Though the courts are well aware of the problem, politics is a holy cow which makes for slow involvement of our Courts in terms of zeal and motivation. But public interest dictates that such cases be expedited. It is often argued that Special courts would be the perfect remedy to address these issues, but it can also be achieved through regular trial courts by expediting matters. This would, in turn, save the infrastructure and manpower cost, if they are done in regular courts. There is a need to augment the capacity of the courts in terms of judges, prosecutors and investigators.
The apex Court also observed that the average number of cases each court in the country was dealing with currently was over 4,000 in subordinate judiciary, adding that unless a judicial officer deals exclusively with cases involving politicians, it would be difficult to complete these trials within a year. It is also equally imperative to clamp down on lawyers and erring judicial officers who deploy delaying tactics. The appointment of public prosecutors needs to be on apolitical lines in order to ensure a fair trial and the business of multifarious interim applications to stymie the trial needs to be discouraged at any cost.
Further, a host of legal and practical issues may crop of while implementing this idea. The government has to consider them when it presents its plan to the court and the court will have to find solutions for them. Undoubtedly, the prosecuting architecture and judicial infrastructure is crying out for improvement. Financial constraints should not be an excuse on the part of the Government of the day which does not find it difficult to pump in Rs 2 lakh crores to clean bank balance sheets or finds thousands of crore rupees to spend Swachh Bharat programme. This noble mission will require a fraction of what is spent on those purposes.

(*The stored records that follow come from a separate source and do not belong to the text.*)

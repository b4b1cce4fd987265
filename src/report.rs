//! Text and JSON rendering of displays, modes and mode changes.

use std::io::{self, Write};

use serde::Serialize;

use crate::{Display, ModeCatalog, ModeChange, ModeRow};

/// Writes the mode table of every display, one block per display separated by a blank line.
pub fn write_catalogs<W: Write, Id>(
    out: &mut W,
    catalogs: &[(Display<Id>, ModeCatalog)],
) -> io::Result<()> {
    for (position, (display, catalog)) in catalogs.iter().enumerate() {
        if position > 0 {
            writeln!(out)?;
        }
        write_header(out, display)?;
        for row in catalog.rows() {
            writeln!(out, "{}", format_row(&row))?;
        }
    }
    Ok(())
}

fn write_header<W: Write, Id>(out: &mut W, display: &Display<Id>) -> io::Result<()> {
    if display.is_main() {
        writeln!(out, "Display {}: (main)", display.index)
    } else {
        writeln!(out, "Display {}:", display.index)
    }
}

/// `<width> x <height> @<rate>Hz`, then ` *` for the current mode and ` !` for a mode not usable
/// on the desktop.
pub fn format_row(row: &ModeRow) -> String {
    let mut line = row.mode.to_string();
    if row.current {
        line.push_str(" *");
    }
    if !row.mode.usable {
        line.push_str(" !");
    }
    line
}

/// One-line summary of a mode change. Refresh rates are shown when the request constrained them.
pub fn format_change(change: &ModeChange, with_rate: bool) -> String {
    let describe = |mode: &crate::DisplayMode| {
        if with_rate {
            format!("{} @{}", mode.resolution, mode.refresh_rate)
        } else {
            mode.resolution.to_string()
        }
    };

    let verb = if change.dry_run { "Would change" } else { "Changed" };
    format!(
        "{} display {} resolution from {} to {}",
        verb,
        change.display,
        describe(&change.previous),
        describe(&change.applied)
    )
}

#[derive(Debug, Serialize)]
struct DisplayReport {
    index: usize,
    main: bool,
    modes: Vec<ModeReport>,
}

#[derive(Debug, Serialize)]
struct ModeReport {
    width: u32,
    height: u32,
    refresh_rate: f64,
    usable: bool,
    current: bool,
}

impl From<&ModeRow> for ModeReport {
    fn from(row: &ModeRow) -> Self {
        ModeReport {
            width: row.mode.width(),
            height: row.mode.height(),
            refresh_rate: row.mode.refresh_rate.0,
            usable: row.mode.usable,
            current: row.current,
        }
    }
}

/// Writes the same information as [`write_catalogs`] as a pretty-printed JSON array.
pub fn write_catalogs_json<W: Write, Id>(
    out: &mut W,
    catalogs: &[(Display<Id>, ModeCatalog)],
) -> serde_json::Result<()> {
    let reports: Vec<DisplayReport> = catalogs
        .iter()
        .map(|(display, catalog)| DisplayReport {
            index: display.index,
            main: display.is_main(),
            modes: catalog.rows().iter().map(ModeReport::from).collect(),
        })
        .collect();

    serde_json::to_writer_pretty(&mut *out, &reports)?;
    writeln!(out).map_err(serde_json::Error::io)
}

Enough water has flown down the river in the shape of rhetoric and pledges to follow probity and the Rule of Law in all walks of life. But this area seems to be the least involved aspect of our parliamentary debate and discussions. It is also equally disturbing that political parties continue giving tickets to candidates having criminal and tainted records and they often become the winning mascots of the parties. Therefore, the Government of the day must respond very positively to the judicial intervention and adopt legislative measures to see that a cleansing operation is undertaken. It is also equally important that the sectarian politics be discouraged as they often encourage criminalisation in long run.
A cleaning up of politics is essential for ensuring sound health and credibility of Indian democracy. The weaknesses in the system should not be fertile ground for the politician-bureaucrat-businessmen nexus. Unfortunately, so many previous efforts have ended in futility and the so-called accountability, probity and transparency has been given burials. The steps taken by the judiciary as part of strategies to curb corruption in public office and redeem its image have been consistent and are commendable. Hence, it is high time the apex Court’s dicta are translated into action and with no amount of scepticism.
The author is an Advocate, Supreme Court of India.